## Task
Your output should be the lines from the start of the data through the line containing "section reveal (ms).", exactly and nothing more.

Collected data entries

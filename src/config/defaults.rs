// SPDX-License-Identifier: MPL-2.0
//! Centralized default values for all configuration constants.
//!
//! These delays encode perceptual timing of the site's transitions and are
//! kept identical to the values the stylesheet transitions were tuned for.
//!
//! # Categories
//!
//! - **Gallery**: carousel transition lock, lightbox fade timings, resize debounce
//! - **Page**: loader, page transitions, reveal/parallax throttling
//! - **Slideshow**: auto-advance intervals
//! - **Form**: message auto-hide and post-submit redirect
//! - **Layout**: pixel offsets used by navigation and reveal checks
//! - **Server**: contact endpoint binding

// ==========================================================================
// Gallery Defaults
// ==========================================================================

/// Duration the carousel ignores navigation after a render (ms).
pub const DEFAULT_TRANSITION_MS: u64 = 400;

/// Delay between the lightbox fade-out start and hiding it (ms).
pub const DEFAULT_LIGHTBOX_CLOSE_MS: u64 = 300;

/// Delay before the lightbox image opacity is restored after navigation (ms).
pub const DEFAULT_LIGHTBOX_FADE_RESTORE_MS: u64 = 100;

/// Opacity of the lightbox image while it swaps source.
pub const LIGHTBOX_DIP_OPACITY: f32 = 0.5;

/// Quiet period after the last resize event before re-measuring (ms).
pub const DEFAULT_RESIZE_DEBOUNCE_MS: u64 = 150;

// ==========================================================================
// Page Defaults
// ==========================================================================

/// Delay after the `load` event before the page loader is hidden (ms).
pub const DEFAULT_LOADER_MS: u64 = 1200;

/// Delay between starting the page transition and following the link (ms).
pub const DEFAULT_PAGE_TRANSITION_MS: u64 = 800;

/// Throttle window for scroll-driven section reveal (ms).
pub const DEFAULT_REVEAL_THROTTLE_MS: u64 = 100;

/// Throttle window for parallax updates (ms).
pub const DEFAULT_PARALLAX_THROTTLE_MS: u64 = 10;

/// Delay before the first reveal and active-section pass after init (ms).
pub const DEFAULT_INITIAL_CHECK_MS: u64 = 100;

/// Per-child animation delay for staggered entrances (ms).
pub const DEFAULT_STAGGER_DELAY_MS: u64 = 100;

// ==========================================================================
// Slideshow Defaults
// ==========================================================================

/// Auto-advance interval of the music slideshow (ms).
pub const DEFAULT_MUSIC_INTERVAL_MS: u64 = 5000;

/// Auto-advance interval of the tech badge rotation (ms).
pub const DEFAULT_TECH_INTERVAL_MS: u64 = 3000;

// ==========================================================================
// Form Defaults
// ==========================================================================

/// Auto-hide delay for non-error form messages (ms).
pub const DEFAULT_MESSAGE_HIDE_MS: u64 = 5000;

/// Delay before redirecting after a successful submission (ms).
pub const DEFAULT_REDIRECT_MS: u64 = 1500;

/// Page shown after a successful submission.
pub const DEFAULT_THANK_YOU_PATH: &str = "/thank-you.html";

// ==========================================================================
// Layout Defaults
// ==========================================================================

/// Header height assumed for anchor scrolling when no header exists (px).
pub const DEFAULT_HEADER_FALLBACK_PX: f32 = 80.0;

/// Distance from the viewport bottom a section must pass to reveal (px).
pub const DEFAULT_REVEAL_OFFSET_PX: f32 = 100.0;

/// Lead distance for choosing the active navigation section (px).
pub const DEFAULT_ACTIVE_SECTION_OFFSET_PX: f32 = 200.0;

/// Scroll distance after which the header gets its `scrolled` style (px).
pub const DEFAULT_HEADER_SCROLL_THRESHOLD_PX: f32 = 100.0;

/// Margin around the viewport within which images are marked loaded (px).
pub const DEFAULT_LAZY_LOAD_MARGIN_PX: f32 = 100.0;

/// Vertical parallax factor applied to the scroll offset.
pub const DEFAULT_PARALLAX_RATE: f32 = -0.3;

// ==========================================================================
// Server Defaults
// ==========================================================================

/// Address the contact endpoint binds to.
pub const DEFAULT_BIND_ADDR: &str = "127.0.0.1:3000";

/// Route of the contact endpoint.
pub const DEFAULT_CONTACT_PATH: &str = "/api/contact";

// ==========================================================================
// Compile-time Validation
// ==========================================================================

const _: () = {
    assert!(DEFAULT_TRANSITION_MS > 0);
    assert!(DEFAULT_LIGHTBOX_FADE_RESTORE_MS < DEFAULT_TRANSITION_MS);
    assert!(DEFAULT_LIGHTBOX_CLOSE_MS > 0);
    assert!(DEFAULT_REDIRECT_MS < DEFAULT_MESSAGE_HIDE_MS);
    assert!(DEFAULT_TECH_INTERVAL_MS < DEFAULT_MUSIC_INTERVAL_MS);
    assert!(DEFAULT_PARALLAX_THROTTLE_MS <= DEFAULT_REVEAL_THROTTLE_MS);
};

#[cfg(test)]
mod tests {
    use super::*;

    #[test]
    fn gallery_defaults_are_valid() {
        assert_eq!(DEFAULT_TRANSITION_MS, 400);
        assert_eq!(DEFAULT_LIGHTBOX_CLOSE_MS, 300);
        assert!(LIGHTBOX_DIP_OPACITY > 0.0 && LIGHTBOX_DIP_OPACITY < 1.0);
    }

    #[test]
    fn page_defaults_are_valid() {
        assert_eq!(DEFAULT_LOADER_MS, 1200);
        assert_eq!(DEFAULT_PAGE_TRANSITION_MS, 800);
        assert_eq!(DEFAULT_REVEAL_OFFSET_PX, 100.0);
    }

    #[test]
    fn server_defaults_are_valid() {
        assert!(DEFAULT_CONTACT_PATH.starts_with('/'));
        assert!(DEFAULT_BIND_ADDR.parse::<std::net::SocketAddr>().is_ok());
    }
}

## Result for this task
filename src/config/defaults.rs
// SPDX-License-Identifier: MPL-2.0
//! Centralized default values for all configuration constants.
//!
//! These delays encode perceptual timing of the site's transitions and are
//! kept identical to the values the stylesheet transitions were tuned for.
//!
//! # Categories
//!
//! - **Gallery**: carousel transition lock, lightbox fade timings, resize debounce
//! - **Page**: loader, page transitions, reveal/parallax throttling
//! - **Slideshow**: auto-advance intervals
//! - **Form**: message auto-hide and post-submit redirect
//! - **Layout**: pixel offsets used by navigation and reveal checks
//! - **Server**: contact endpoint binding

// ==========================================================================
// Gallery Defaults
// ==========================================================================

/// Duration the carousel ignores navigation after a render (ms).
pub const DEFAULT_TRANSITION_MS: u64 = 400;

/// Delay between the lightbox fade-out start and hiding it (ms).
pub const DEFAULT_LIGHTBOX_CLOSE_MS: u64 = 300;

/// Delay before the lightbox image opacity is restored after navigation (ms).
pub const DEFAULT_LIGHTBOX_FADE_RESTORE_MS: u64 = 100;

/// Opacity of the lightbox image while it swaps source.
pub const LIGHTBOX_DIP_OPACITY: f32 = 0.5;

/// Quiet period after the last resize event before re-measuring (ms).
pub const DEFAULT_RESIZE_DEBOUNCE_MS: u64 = 150;

// ==========================================================================
// Page Defaults
// ==========================================================================

/// Delay after the `load` event before the page loader is hidden (ms).
pub const DEFAULT_LOADER_MS: u64 = 1200;

/// Delay between starting the page transition and following the link (ms).
pub const DEFAULT_PAGE_TRANSITION_MS: u64 = 800;

/// Throttle window for scroll-driven section reveal (ms).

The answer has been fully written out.